23 Uma vez soltos, foram para junto dos seus e referiram tudo o que lhes haviam dito os chefes dos sacerdotes e os anciãos.
24 Ouvindo isto, unânimes elevaram a voz a Deus, dizendo: "Soberano Senhor, foste tu que fizeste o céu, a terra, o mar, e tudo o que neles existe;
25 foste tu que falaste pelo Espírito Santo, pela boca de nosso pai Davi, teu servo: Porque se enfureceram as nações e se exerceram os povos em coisas vãs?
26 Os reis da terra apresentaram-se e os governantes se coligaram de comum acordo contra o Senhor, e contra o seu Ungido.
27 De fato, contra o teu santo servo Jesus, a quem ungiste, verdadeiramente coligaram-se nesta cidade Herodes e Pôncio Pilatos, com as nações pagãs e os povos de Israel,
28 para executarem tudo o que, em teu poder e sabedoria, havias predeterminado.
29 Agora, pois, Senhor, considera suas ameaças e concede a teus servos que anunciem com toda a intrepidez tua palavra,
30 enquanto estendes a mão para que se realizem curas, sinais e prodígios, pelo nome do teu santo servo Jesus".

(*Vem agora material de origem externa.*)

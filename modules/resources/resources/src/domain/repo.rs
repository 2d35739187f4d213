use async_trait::async_trait;
use resources_sdk::{Resource, ResourcePatch};
use thiserror::Error;
use uuid::Uuid;

/// Failure reported by a resource store.
///
/// `RecordNotFound` is the single named condition a store raises when a keyed
/// mutation finds no row; callers must never inspect vendor error codes.
#[derive(Error, Debug)]
pub enum StoreError {
    #[error("record not found")]
    RecordNotFound,

    #[error(transparent)]
    Backend(#[from] anyhow::Error),
}

/// Selection applied to both the page query and the count query.
#[derive(Debug, Clone, Default, PartialEq, Eq)]
pub struct ResourceFilter {
    /// Case-insensitive substring of `name`. `None` matches everything.
    pub name_contains: Option<String>,
}

/// Offset pagination over the filtered, ordered set. `None` means unbounded.
#[derive(Debug, Clone, Copy, Default, PartialEq, Eq)]
pub struct Pagination {
    pub skip: Option<u64>,
    pub take: Option<u64>,
}

/// Persistence contract for resources.
///
/// Implementations own identity: the row is stored exactly as given and
/// `find_many` returns rows ordered by `created_at` descending.
#[async_trait]
pub trait ResourcesRepository: Send + Sync {
    async fn create(&self, resource: Resource) -> Result<Resource, StoreError>;

    async fn find_by_id(&self, id: Uuid) -> Result<Option<Resource>, StoreError>;

    async fn find_many(
        &self,
        filter: &ResourceFilter,
        page: Pagination,
    ) -> Result<Vec<Resource>, StoreError>;

    async fn count(&self, filter: &ResourceFilter) -> Result<u64, StoreError>;

    /// Apply only the fields present in `patch`.
    /// Returns `RecordNotFound` when no row has `id` at write time.
    async fn update(&self, id: Uuid, patch: ResourcePatch) -> Result<Resource, StoreError>;

    /// Returns `RecordNotFound` when no row has `id` at delete time.
    async fn delete(&self, id: Uuid) -> Result<(), StoreError>;
}

/// Minimal round-trip against the store, used by the health check.
#[async_trait]
pub trait StoreProbe: Send + Sync {
    async fn ping(&self) -> Result<(), StoreError>;
}
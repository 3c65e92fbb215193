//! Reply panel component
//!
//! Read-only view of the generated reply with the copy control.

use crate::ui::state::AppState;
use crate::ui::theme::Theme;
use egui::{self, RichText, Vec2};

/// Output panel showing the generated reply
pub struct ReplyPanel<'a> {
    state: &'a mut AppState,
    theme: &'a Theme,
}

impl<'a> ReplyPanel<'a> {
    pub fn new(state: &'a mut AppState, theme: &'a Theme) -> Self {
        Self { state, theme }
    }

    pub fn show(self, ui: &mut egui::Ui) {
        ui.label(
            RichText::new("Generated Reply")
                .size(13.0)
                .color(self.theme.text_muted),
        );

        // Read-only: bind the text edit to a &str so typing is rejected
        let mut reply: &str = &self.state.reply_text;
        let output = egui::TextEdit::multiline(&mut reply)
            .hint_text("AI-generated email reply will appear here...")
            .desired_rows(6)
            .desired_width(f32::INFINITY)
            .font(egui::TextStyle::Body)
            .margin(egui::Margin::symmetric(12.0, 8.0));
        ui.add(output);

        ui.add_space(self.theme.spacing_sm);

        let can_copy = self.state.can_copy();
        let button = egui::Button::new(
            RichText::new("Copy to Clipboard")
                .strong()
                .color(self.theme.primary),
        )
        .min_size(Vec2::new(150.0, 32.0))
        .rounding(self.theme.button_rounding)
        .fill(self.theme.bg_card)
        .stroke(egui::Stroke::new(1.0, self.theme.primary));

        let response = ui.add_enabled(can_copy, button);
        if response.clicked() {
            self.state.copy_reply(ui.ctx());
        }

        if let Some(elapsed_ms) = self.state.last_elapsed_ms {
            ui.add_space(self.theme.spacing_sm);
            ui.label(
                RichText::new(format!("Generated in {} ms", elapsed_ms))
                    .size(11.0)
                    .family(egui::FontFamily::Monospace)
                    .color(self.theme.text_muted),
            );
        }
    }
}
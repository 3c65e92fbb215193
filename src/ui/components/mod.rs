//! UI components for the Redraft application

pub mod compose_form;
pub mod notice_dialog;
pub mod reply_panel;

pub use compose_form::ComposeForm;
pub use notice_dialog::NoticeDialog;
pub use reply_panel::ReplyPanel;
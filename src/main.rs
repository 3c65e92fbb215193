//! Redraft - AI email reply assistant
//!
//! Main entry point for the desktop application.

use eframe::egui;
use redraft::ui::RedraftApp;
use tracing_subscriber::{layer::SubscriberExt, util::SubscriberInitExt};

fn main() -> eframe::Result<()> {
    // Initialize logging
    tracing_subscriber::registry()
        .with(
            tracing_subscriber::EnvFilter::try_from_default_env()
                .unwrap_or_else(|_| "redraft=debug,info".into()),
        )
        .with(tracing_subscriber::fmt::layer())
        .init();

    tracing::info!("Starting Redraft email assistant");

    let options = eframe::NativeOptions {
        viewport: egui::ViewportBuilder::default()
            .with_inner_size([860.0, 720.0])
            .with_min_inner_size([480.0, 420.0])
            .with_title("Redraft"),
        ..Default::default()
    };

    eframe::run_native(
        "Redraft",
        options,
        Box::new(|cc| Ok(Box::new(RedraftApp::new(cc)))),
    )
}
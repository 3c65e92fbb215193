//! Compose form component
//!
//! The editable half of the card: original email input, tone picker, and the
//! generate/clear controls.

use crate::reply::Tone;
use crate::ui::state::AppState;
use crate::ui::theme::Theme;
use egui::{self, RichText, Vec2};

/// Input form for the email body and tone selection
pub struct ComposeForm<'a> {
    state: &'a mut AppState,
    theme: &'a Theme,
}

impl<'a> ComposeForm<'a> {
    pub fn new(state: &'a mut AppState, theme: &'a Theme) -> Self {
        Self { state, theme }
    }

    pub fn show(mut self, ui: &mut egui::Ui) {
        ui.label(
            RichText::new("Original Email Content")
                .size(13.0)
                .color(self.theme.text_muted),
        );

        let input = egui::TextEdit::multiline(&mut self.state.email_content)
            .hint_text("Paste the email you received here...")
            .desired_rows(6)
            .desired_width(f32::INFINITY)
            .font(egui::TextStyle::Body)
            .margin(egui::Margin::symmetric(12.0, 8.0));
        ui.add(input);

        ui.add_space(self.theme.spacing_sm);

        self.show_tone_picker(ui);

        ui.add_space(self.theme.spacing);

        ui.horizontal(|ui| {
            self.show_generate_button(ui);
            ui.add_space(self.theme.spacing_sm);
            self.show_clear_button(ui);
        });
    }

    fn show_tone_picker(&mut self, ui: &mut egui::Ui) {
        ui.label(
            RichText::new("Tone (Optional)")
                .size(13.0)
                .color(self.theme.text_muted),
        );

        let selected_label = self
            .state
            .tone
            .map(|tone| tone.label())
            .unwrap_or("None")
            .to_string();

        egui::ComboBox::from_id_salt("tone_select")
            .selected_text(selected_label)
            .width(220.0)
            .show_ui(ui, |ui| {
                ui.selectable_value(&mut self.state.tone, None, "None");
                for tone in Tone::ALL {
                    ui.selectable_value(&mut self.state.tone, Some(tone), tone.label());
                }
            });
    }

    fn show_generate_button(&mut self, ui: &mut egui::Ui) {
        let is_generating = self.state.is_generating;

        let label = if is_generating {
            "Generating..."
        } else {
            "Generate Reply"
        };
        let button = egui::Button::new(
            RichText::new(label).strong().color(egui::Color32::WHITE),
        )
        .min_size(Vec2::new(150.0, 36.0))
        .rounding(self.theme.button_rounding)
        .fill(self.theme.primary);

        let response = ui.add_enabled(!is_generating, button);

        if is_generating {
            ui.add(egui::Spinner::new().size(20.0).color(self.theme.primary));
        }

        if response.clicked() {
            self.state.generate();
        }

        response.on_hover_text("Send the email to the reply generator");
    }

    fn show_clear_button(&mut self, ui: &mut egui::Ui) {
        let button = egui::Button::new(RichText::new("Clear").color(self.theme.text_secondary))
            .min_size(Vec2::new(90.0, 36.0))
            .rounding(self.theme.button_rounding)
            .fill(self.theme.bg_field)
            .stroke(egui::Stroke::new(1.0, self.theme.text_muted));

        if ui.add(button).clicked() {
            self.state.clear();
        }
    }
}
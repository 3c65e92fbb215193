//! HTTP client for the generation endpoint.

use crate::generation::config::GenerationConfig;
use crate::reply::{ReplyPayload, ReplyRequest};
use crate::{RedraftError, Result};
use tracing::debug;

/// Thin wrapper around a reqwest client bound to one endpoint URL.
pub struct EndpointClient {
    config: GenerationConfig,
    http: reqwest::Client,
}

impl EndpointClient {
    pub fn new(config: GenerationConfig) -> Self {
        Self {
            config,
            http: reqwest::Client::new(),
        }
    }

    /// Post one reply request and decode the response body.
    ///
    /// Runs to completion or failure exactly once. No retries and no client
    /// timeout; the caller owns how long it is willing to wait.
    pub async fn generate(&self, request: &ReplyRequest) -> Result<String> {
        debug!(endpoint = %self.config.endpoint, "Sending generation request");

        let response = self
            .http
            .post(&self.config.endpoint)
            .json(request)
            .send()
            .await?;

        let status = response.status();
        if !status.is_success() {
            return Err(RedraftError::EndpointError(format!(
                "endpoint returned {}",
                status
            )));
        }

        let body = response.text().await?;
        Ok(ReplyPayload::from_body(&body).into_text())
    }
}
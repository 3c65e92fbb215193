//! Generation pipeline managing endpoint requests on a worker thread.
//!
//! Provides a channel-based interface: the UI submits commands and polls
//! events without ever blocking a frame on the network.

use crate::generation::client::EndpointClient;
use crate::generation::config::GenerationConfig;
use crate::reply::ReplyRequest;
use crate::Result;
use crossbeam_channel::{bounded, Receiver, Sender};
use std::time::Instant;
use tokio::runtime::Runtime;
use tracing::{debug, error, info};
use uuid::Uuid;

/// Commands that can be sent to the generation pipeline
#[derive(Debug, Clone)]
pub enum GenerationCommand {
    /// Generate a reply for the given request
    Generate {
        /// The email body and tone to send to the endpoint
        request: ReplyRequest,
        /// Unique request ID for tracking
        request_id: Uuid,
    },

    /// Shutdown the pipeline
    Shutdown,
}

/// Events emitted by the generation pipeline
#[derive(Debug, Clone)]
pub enum GenerationEvent {
    /// A reply arrived from the endpoint
    Complete {
        /// The decoded reply text
        reply: String,
        /// Request ID this reply belongs to
        request_id: Uuid,
        /// Round-trip time in milliseconds
        elapsed_ms: u64,
    },

    /// The request failed (transport error or non-success status)
    Error {
        /// Error message, for the log only
        error: String,
        /// Request ID if applicable
        request_id: Option<Uuid>,
    },

    /// Pipeline has shut down
    Shutdown,
}

/// Generation pipeline with channel-based communication
pub struct GenerationPipeline {
    config: GenerationConfig,
    command_tx: Sender<GenerationCommand>,
    command_rx: Receiver<GenerationCommand>,
    event_tx: Sender<GenerationEvent>,
    event_rx: Receiver<GenerationEvent>,
}

impl GenerationPipeline {
    pub fn new(config: GenerationConfig) -> Self {
        let (command_tx, command_rx) = bounded(100);
        let (event_tx, event_rx) = bounded(100);

        Self {
            config,
            command_tx,
            command_rx,
            event_tx,
            event_rx,
        }
    }

    /// Get a sender for commands
    pub fn command_sender(&self) -> Sender<GenerationCommand> {
        self.command_tx.clone()
    }

    /// Get a receiver for events
    pub fn event_receiver(&self) -> Receiver<GenerationEvent> {
        self.event_rx.clone()
    }

    /// Start the pipeline worker thread
    ///
    /// Spawns a thread that owns the HTTP client and a tokio runtime, and
    /// handles one request at a time in arrival order.
    pub fn start_worker(self) -> Result<()> {
        let config = self.config.clone();
        let command_rx = self.command_rx.clone();
        let event_tx = self.event_tx.clone();

        std::thread::spawn(move || {
            info!("Generation pipeline worker starting");

            let runtime = match Runtime::new() {
                Ok(rt) => rt,
                Err(e) => {
                    error!("Failed to create tokio runtime: {}", e);
                    let _ = event_tx.send(GenerationEvent::Error {
                        error: format!("Runtime creation failed: {}", e),
                        request_id: None,
                    });
                    let _ = event_tx.send(GenerationEvent::Shutdown);
                    return;
                }
            };

            let client = EndpointClient::new(config);

            info!("Generation pipeline worker ready");

            loop {
                match command_rx.recv() {
                    Ok(GenerationCommand::Generate {
                        request,
                        request_id,
                    }) => {
                        debug!("Processing generate request: {}", request_id);

                        let start_time = Instant::now();
                        let result = runtime.block_on(client.generate(&request));
                        let elapsed_ms = start_time.elapsed().as_millis() as u64;

                        match result {
                            Ok(reply) => {
                                debug!(
                                    "Generation complete: {} chars in {}ms",
                                    reply.len(),
                                    elapsed_ms
                                );
                                let _ = event_tx.send(GenerationEvent::Complete {
                                    reply,
                                    request_id,
                                    elapsed_ms,
                                });
                            }
                            Err(e) => {
                                error!("Error generating email reply: {}", e);
                                let _ = event_tx.send(GenerationEvent::Error {
                                    error: e.to_string(),
                                    request_id: Some(request_id),
                                });
                            }
                        }
                    }
                    Ok(GenerationCommand::Shutdown) | Err(_) => {
                        info!("Generation pipeline worker shutting down");
                        let _ = event_tx.send(GenerationEvent::Shutdown);
                        break;
                    }
                }
            }
        });

        Ok(())
    }
}
//! Native UI for the Redraft application

pub mod app;
pub mod components;
pub mod state;
pub mod theme;

pub use app::RedraftApp;
pub use state::AppState;
pub use theme::Theme;
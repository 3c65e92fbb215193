//! Redraft reply server
//!
//! Standalone binary exposing the generation endpoint consumed by the
//! desktop UI.

use anyhow::Result;
use redraft::server::{ReplyServer, ServerConfig};
use tracing::info;
use tracing_subscriber::{layer::SubscriberExt, util::SubscriberInitExt};

#[tokio::main]
async fn main() -> Result<()> {
    // Initialize logging
    tracing_subscriber::registry()
        .with(
            tracing_subscriber::EnvFilter::try_from_default_env()
                .unwrap_or_else(|_| "redraft=debug,info".into()),
        )
        .with(tracing_subscriber::fmt::layer())
        .init();

    info!("Starting Redraft reply server");

    let config = ServerConfig::from_env()?;
    ReplyServer::new(config).start().await
}
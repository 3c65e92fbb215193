//! Upstream model API client
//!
//! Builds the prompt for an incoming reply request, posts it to a
//! Gemini-style `generateContent` endpoint, and extracts the generated text
//! from the response document.

use crate::reply::ReplyRequest;
use crate::server::ServerConfig;
use crate::{RedraftError, Result};
use serde_json::{json, Value};
use tracing::{debug, error};

/// Shown when the upstream document carries no candidate text.
const NO_CONTENT_MESSAGE: &str = "⚠️ No content received from the model.";

/// Client for the upstream text-generation API
pub struct ReplyGenerator {
    http: reqwest::Client,
    upstream_base: String,
    model: String,
    api_key: String,
}

impl ReplyGenerator {
    pub fn new(config: &ServerConfig) -> Self {
        Self {
            http: reqwest::Client::new(),
            upstream_base: config.upstream_base.clone(),
            model: config.model.clone(),
            api_key: config.api_key.clone(),
        }
    }

    /// Generate a reply, mapping every failure to readable text
    ///
    /// The route contract is plain text with a 200 status; callers display
    /// whatever comes back, so errors are folded into the body.
    pub async fn generate(&self, request: &ReplyRequest) -> String {
        match self.call_upstream(request).await {
            Ok(reply) => reply,
            Err(e) => {
                error!("Upstream generation failed: {}", e);
                format!("❌ Error calling the model API: {}", e)
            }
        }
    }

    async fn call_upstream(&self, request: &ReplyRequest) -> Result<String> {
        let prompt = build_prompt(request);
        let url = format!(
            "{}/models/{}:generateContent?key={}",
            self.upstream_base, self.model, self.api_key
        );

        let body = json!({
            "contents": [
                {
                    "role": "user",
                    "parts": [{ "text": prompt }]
                }
            ]
        });

        debug!(model = %self.model, "Calling upstream model API");

        let response = self
            .http
            .post(&url)
            .json(&body)
            .send()
            .await?
            .error_for_status()
            .map_err(|e| RedraftError::UpstreamError(e.to_string()))?;

        let document: Value = response
            .json()
            .await
            .map_err(|e| RedraftError::DecodeError(e.to_string()))?;

        Ok(extract_reply_text(&document))
    }
}

/// Build the prompt sent to the model
///
/// Tone is optional; when present it becomes its own line between the
/// instruction and the quoted email.
pub fn build_prompt(request: &ReplyRequest) -> String {
    let mut prompt = String::from("Generate a professional email reply.\n");
    if !request.tone.is_empty() {
        prompt.push_str("Tone: ");
        prompt.push_str(&request.tone);
        prompt.push('\n');
    }
    prompt.push_str("Original Email:\n");
    prompt.push_str(&request.email_content);
    prompt
}

/// Pull the first candidate's text out of a generateContent response
pub fn extract_reply_text(document: &Value) -> String {
    document
        .pointer("/candidates/0/content/parts/0/text")
        .and_then(Value::as_str)
        .map(str::to_string)
        .unwrap_or_else(|| NO_CONTENT_MESSAGE.to_string())
}
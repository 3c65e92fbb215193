//! Configuration for the generation endpoint client.

/// Where and how the UI reaches the generation endpoint.
#[derive(Clone, Debug)]
pub struct GenerationConfig {
    /// Full URL of the generate route.
    pub endpoint: String,
}

impl Default for GenerationConfig {
    fn default() -> Self {
        Self {
            endpoint: "http://localhost:8080/api/email/generate".to_string(),
        }
    }
}

impl GenerationConfig {
    /// Override the endpoint URL.
    pub fn with_endpoint(mut self, endpoint: impl Into<String>) -> Self {
        self.endpoint = endpoint.into();
        self
    }
}
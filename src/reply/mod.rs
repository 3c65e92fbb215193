//! Request and response types shared by the UI client and the reply server.

use serde::{Deserialize, Serialize};
use serde_json::Value;

/// Optional stylistic hint passed through to the generation endpoint.
#[derive(Debug, Clone, Copy, PartialEq, Eq, Serialize, Deserialize)]
#[serde(rename_all = "lowercase")]
pub enum Tone {
    Formal,
    Friendly,
    Professional,
    Apologetic,
    Enthusiastic,
}

impl Tone {
    /// All selectable tones, in the order they appear in the tone picker.
    pub const ALL: [Tone; 5] = [
        Tone::Formal,
        Tone::Friendly,
        Tone::Professional,
        Tone::Apologetic,
        Tone::Enthusiastic,
    ];

    /// Wire name, also used when building the upstream prompt.
    pub fn as_str(&self) -> &'static str {
        match self {
            Tone::Formal => "formal",
            Tone::Friendly => "friendly",
            Tone::Professional => "professional",
            Tone::Apologetic => "apologetic",
            Tone::Enthusiastic => "enthusiastic",
        }
    }

    /// Human-readable label for the tone picker.
    pub fn label(&self) -> &'static str {
        match self {
            Tone::Formal => "Formal",
            Tone::Friendly => "Friendly",
            Tone::Professional => "Professional",
            Tone::Apologetic => "Apologetic",
            Tone::Enthusiastic => "Enthusiastic",
        }
    }
}

impl std::fmt::Display for Tone {
    fn fmt(&self, f: &mut std::fmt::Formatter<'_>) -> std::fmt::Result {
        f.write_str(self.as_str())
    }
}

/// Body of `POST /api/email/generate`.
///
/// The tone field is always present on the wire; an unset selection is sent
/// as the empty string, matching what the endpoint expects.
#[derive(Debug, Clone, PartialEq, Eq, Serialize, Deserialize)]
#[serde(rename_all = "camelCase")]
pub struct ReplyRequest {
    pub email_content: String,
    #[serde(default)]
    pub tone: String,
}

impl ReplyRequest {
    pub fn new(email_content: impl Into<String>, tone: Option<Tone>) -> Self {
        Self {
            email_content: email_content.into(),
            tone: tone.map(|t| t.as_str().to_string()).unwrap_or_default(),
        }
    }

    pub fn tone(&self) -> Option<Tone> {
        serde_json::from_value(Value::String(self.tone.clone())).ok()
    }
}

/// Decoded shape of a generation response body.
///
/// The endpoint is loosely specified: it may answer with a bare JSON string,
/// an object carrying a `reply` field, any other JSON document, or plain
/// text that is not JSON at all. Each shape is decoded explicitly instead of
/// probed at the call sites.
#[derive(Debug, Clone, PartialEq, Eq)]
pub enum ReplyPayload {
    /// A bare JSON string, or a body that is not valid JSON.
    Text(String),
    /// A JSON object with a string `reply` field.
    Structured(String),
    /// Any other JSON document, kept in its serialized form.
    Raw(String),
}

impl ReplyPayload {
    /// Decode a raw response body into one of the three known shapes.
    pub fn from_body(body: &str) -> Self {
        let value: Value = match serde_json::from_str(body) {
            Ok(value) => value,
            Err(_) => return ReplyPayload::Text(body.to_string()),
        };

        match value {
            Value::String(text) => ReplyPayload::Text(text),
            Value::Object(ref map) => match map.get("reply").and_then(Value::as_str) {
                Some(reply) => ReplyPayload::Structured(reply.to_string()),
                None => ReplyPayload::Raw(value.to_string()),
            },
            other => ReplyPayload::Raw(other.to_string()),
        }
    }

    /// The reply text to display, regardless of shape.
    pub fn into_text(self) -> String {
        match self {
            ReplyPayload::Text(text) => text,
            ReplyPayload::Structured(text) => text,
            ReplyPayload::Raw(text) => text,
        }
    }
}

#[cfg(test)]
mod tests {
    use super::*;

    #[test]
    fn tone_serializes_to_lowercase_name() {
        let json = serde_json::to_string(&Tone::Apologetic).unwrap();
        assert_eq!(json, "\"apologetic\"");
    }

    #[test]
    fn request_uses_camel_case_and_empty_tone_when_unset() {
        let request = ReplyRequest::new("Hello there", None);
        let json = serde_json::to_value(&request).unwrap();
        assert_eq!(json["emailContent"], "Hello there");
        assert_eq!(json["tone"], "");
    }

    #[test]
    fn request_carries_selected_tone() {
        let request = ReplyRequest::new("Hello there", Some(Tone::Friendly));
        let json = serde_json::to_value(&request).unwrap();
        assert_eq!(json["tone"], "friendly");
        assert_eq!(request.tone(), Some(Tone::Friendly));
    }

    #[test]
    fn payload_decodes_bare_json_string() {
        let payload = ReplyPayload::from_body("\"Thanks for reaching out!\"");
        assert_eq!(payload, ReplyPayload::Text("Thanks for reaching out!".to_string()));
        assert_eq!(payload.into_text(), "Thanks for reaching out!");
    }

    #[test]
    fn payload_decodes_object_with_reply_field() {
        let payload = ReplyPayload::from_body(r#"{"reply": "See you then."}"#);
        assert_eq!(payload.into_text(), "See you then.");
    }

    #[test]
    fn payload_serializes_object_without_reply_field() {
        let payload = ReplyPayload::from_body(r#"{"status": "ok"}"#);
        assert_eq!(payload, ReplyPayload::Raw(r#"{"status":"ok"}"#.to_string()));
    }

    #[test]
    fn payload_keeps_non_json_body_verbatim() {
        let payload = ReplyPayload::from_body("Dear customer, thank you.");
        assert_eq!(payload.into_text(), "Dear customer, thank you.");
    }

    #[test]
    fn payload_with_non_string_reply_falls_back_to_raw() {
        let payload = ReplyPayload::from_body(r#"{"reply": 42}"#);
        assert_eq!(payload, ReplyPayload::Raw(r#"{"reply":42}"#.to_string()));
    }
}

31 Tendo eles assim orado, tremeu o lugar onde se achavam reunidos. E todos ficaram repletos do Espírito Santo, continuando a anunciar com intrepidez a palavra de Deus. A primeira comunidade cristã —
32 A multidão dos que haviam crido era um só coração e uma só alma. Ninguém considerava exclusivamente seu o que possuía, mas tudo entre eles era comum.
33 Com grande poder os apóstolos davam o testemunho da ressurreição do Senhor, e todos tinham grande aceitação.
34 Não havia entre eles necessitado algum. De fato, os que possuíam terrenos ou casas, vendendo-os, traziam os valores das vendas
35 e os depunham aos pés dos apóstolos. Distribuía-se então, a cada um, segundo a sua necessidade.
36 José, a quem os apóstolos haviam dado o cognome de Barnabé, que quer dizer "filho da consolação", era um levita originário de Chipre.
37 Sendo proprietário de um campo, vendeu-o e trouxe o dinheiro, depositando-o aos pés dos apóstolos.